Undergraduate Course: Collaborative Ethnography of Edinburgh (SCAN10102)
Course Outline
School | School of Social and Political Science |
College | College of Arts, Humanities and Social Sciences |
Credit level (Normal year taken) | SCQF Level 10 (Year 3 Undergraduate) |
Availability | Not available to visiting students |
SCQF Credits | 20 |
ECTS Credits | 10 |
Summary | In Collaborative Ethnography of Edinburgh you will work together with peers and community groups to developed a map of the everyday experience of the city of Edinburgh. We will use ethnographic techniques to design a project, gather data, digitally archive that data and then curate and display the material for diverse audiences around the city. |
Course description |
How can we observe, engage and document the places in which we live? What is the texture and the poetry of the everyday that makes up the social and cultural life of a city like Edinburgh? In this course, students will work collaboratively with Edinburgh residents and university staff to build an ethnographic account and archive of the everyday life of Edinburgh. Students will learn how to record, analyse, archive and present the diverse and changing experience of everyday life in the city. Through a series of practice-based projects ranged over two semesters, students will construct a snapshot of a pocket of the city, drawing on anthropological theories of ethnographic research and representation and the legacies of Mass Observation projects in interwar Britain.

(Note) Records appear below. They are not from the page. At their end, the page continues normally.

//! Durable [`ConnectionDirectory`] on an embedded `redb` file.

use std::collections::BTreeSet;
use std::path::Path;
use std::sync::Arc;
use std::time::Duration;

use async_trait::async_trait;
use redb::{Database, ReadableTable, TableDefinition};
use topicast_core::{now_millis, ConnectionId};
use tracing::debug;

use super::expiry_after;
use crate::error::DirectoryError;
use crate::traits::ConnectionDirectory;

/// `(topic, connection) -> expires_at`
const SUBSCRIPTIONS: TableDefinition<(&str, &str), u64> = TableDefinition::new("subscriptions");
/// `(connection, topic) -> expires_at`
const BY_CONNECTION: TableDefinition<(&str, &str), u64> =
    TableDefinition::new("subscriptions_by_connection");

fn backend<E: Into<redb::Error>>(operation: &'static str) -> impl Fn(E) -> DirectoryError {
    move |err| DirectoryError::backend(operation, err.into())
}

/// Directory persisted in a single `redb` database.
///
/// Both tables are written in the same transaction so the forward and
/// reverse indexes never diverge, even across a crash.
#[derive(Clone)]
pub struct RedbDirectory {
    db: Arc<Database>,
}

impl RedbDirectory {
    /// Opens (or creates) the database at `path` and ensures both tables exist.
    ///
    /// # Errors
    ///
    /// Returns [`DirectoryError::Backend`] when the file cannot be opened or
    /// the tables cannot be created.
    pub fn open(path: impl AsRef<Path>) -> Result<Self, DirectoryError> {
        let db = Database::create(path.as_ref()).map_err(backend("open"))?;
        let txn = db.begin_write().map_err(backend("open"))?;
        {
            txn.open_table(SUBSCRIPTIONS).map_err(backend("open"))?;
            txn.open_table(BY_CONNECTION).map_err(backend("open"))?;
        }
        txn.commit().map_err(backend("open"))?;
        debug!(path = %path.as_ref().display(), "opened redb connection directory");
        Ok(Self { db: Arc::new(db) })
    }

    async fn blocking<T, F>(&self, operation: &'static str, f: F) -> Result<T, DirectoryError>
    where
        T: Send + 'static,
        F: FnOnce(&Database) -> Result<T, DirectoryError> + Send + 'static,
    {
        let db = Arc::clone(&self.db);
        tokio::task::spawn_blocking(move || f(&db))
            .await
            .map_err(|err| DirectoryError::backend(operation, err))?
    }

    fn scan_prefix(
        db: &Database,
        table: TableDefinition<(&str, &str), u64>,
        prefix: &str,
        now: u64,
        operation: &'static str,
    ) -> Result<BTreeSet<String>, DirectoryError> {
        let txn = db.begin_read().map_err(backend(operation))?;
        let table = txn.open_table(table).map_err(backend(operation))?;
        let mut found = BTreeSet::new();
        for entry in table.range((prefix, "")..).map_err(backend(operation))? {
            let (key, expires_at) = entry.map_err(backend(operation))?;
            let (head, tail) = key.value();
            if head != prefix {
                break;
            }
            if expires_at.value() > now {
                found.insert(tail.to_string());
            }
        }
        Ok(found)
    }
}

#[async_trait]
impl ConnectionDirectory for RedbDirectory {
    async fn put(
        &self,
        topic: &str,
        connection_id: &ConnectionId,
        ttl: Duration,
    ) -> Result<(), DirectoryError> {
        let topic = topic.to_string();
        let conn = connection_id.as_str().to_string();
        let expires_at = expiry_after(now_millis(), ttl);
        self.blocking("put", move |db| {
            let txn = db.begin_write().map_err(backend("put"))?;
            {
                let mut forward = txn.open_table(SUBSCRIPTIONS).map_err(backend("put"))?;
                forward
                    .insert((topic.as_str(), conn.as_str()), expires_at)
                    .map_err(backend("put"))?;
                let mut reverse = txn.open_table(BY_CONNECTION).map_err(backend("put"))?;
                reverse
                    .insert((conn.as_str(), topic.as_str()), expires_at)
                    .map_err(backend("put"))?;
            }
            txn.commit().map_err(backend("put"))
        })
        .await
    }

    async fn find_subscribers(&self, topic: &str) -> Result<BTreeSet<ConnectionId>, DirectoryError> {
        let topic = topic.to_string();
        let now = now_millis();
        let conns = self
            .blocking("find_subscribers", move |db| {
                Self::scan_prefix(db, SUBSCRIPTIONS, &topic, now, "find_subscribers")
            })
            .await?;
        Ok(conns.into_iter().map(ConnectionId::from).collect())
    }

    async fn find_topics(
        &self,
        connection_id: &ConnectionId,
    ) -> Result<BTreeSet<String>, DirectoryError> {
        let conn = connection_id.as_str().to_string();
        let now = now_millis();
        self.blocking("find_topics", move |db| {
            Self::scan_prefix(db, BY_CONNECTION, &conn, now, "find_topics")
        })
        .await
    }

    async fn delete(&self, topic: &str, connection_id: &ConnectionId) -> Result<(), DirectoryError> {
        let topic = topic.to_string();
        let conn = connection_id.as_str().to_string();
        self.blocking("delete", move |db| {
            let txn = db.begin_write().map_err(backend("delete"))?;
            {
                let mut forward = txn.open_table(SUBSCRIPTIONS).map_err(backend("delete"))?;
                forward
                    .remove((topic.as_str(), conn.as_str()))
                    .map_err(backend("delete"))?;
                let mut reverse = txn.open_table(BY_CONNECTION).map_err(backend("delete"))?;
                reverse
                    .remove((conn.as_str(), topic.as_str()))
                    .map_err(backend("delete"))?;
            }
            txn.commit().map_err(backend("delete"))
        })
        .await
    }

    async fn purge_expired(&self) -> Result<usize, DirectoryError> {
        let now = now_millis();
        self.blocking("purge_expired", move |db| {
            let txn = db.begin_write().map_err(backend("purge_expired"))?;
            let removed = {
                let mut forward = txn
                    .open_table(SUBSCRIPTIONS)
                    .map_err(backend("purge_expired"))?;
                let mut expired = Vec::new();
                for entry in forward.iter().map_err(backend("purge_expired"))? {
                    let (key, expires_at) = entry.map_err(backend("purge_expired"))?;
                    if expires_at.value() <= now {
                        let (topic, conn) = key.value();
                        expired.push((topic.to_string(), conn.to_string()));
                    }
                }

                let mut reverse = txn
                    .open_table(BY_CONNECTION)
                    .map_err(backend("purge_expired"))?;
                for (topic, conn) in &expired {
                    forward
                        .remove((topic.as_str(), conn.as_str()))
                        .map_err(backend("purge_expired"))?;
                    reverse
                        .remove((conn.as_str(), topic.as_str()))
                        .map_err(backend("purge_expired"))?;
                }
                expired.len()
            };
            txn.commit().map_err(backend("purge_expired"))?;
            Ok(removed)
        })
        .await
    }
}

Students will then learn how to present their outputs for digital archiving and work creatively to make these publicly sharable. Students will be supported to consider different creative and expressive methods for documenting and communicating findings in ways that are appropriate to research participants and interlocutors. The outcomes of the course will be publicly available through the online repository and website that accompany the course. Ongoing collaboration with the Edinburgh Museum for curation and exhibition will provide a further real-world context for students to learn experientially as they develop their projects for knowledge exchange events. Self-reflexive approaches to understanding your learning and engaging your immediate environment in your practice are central in this course.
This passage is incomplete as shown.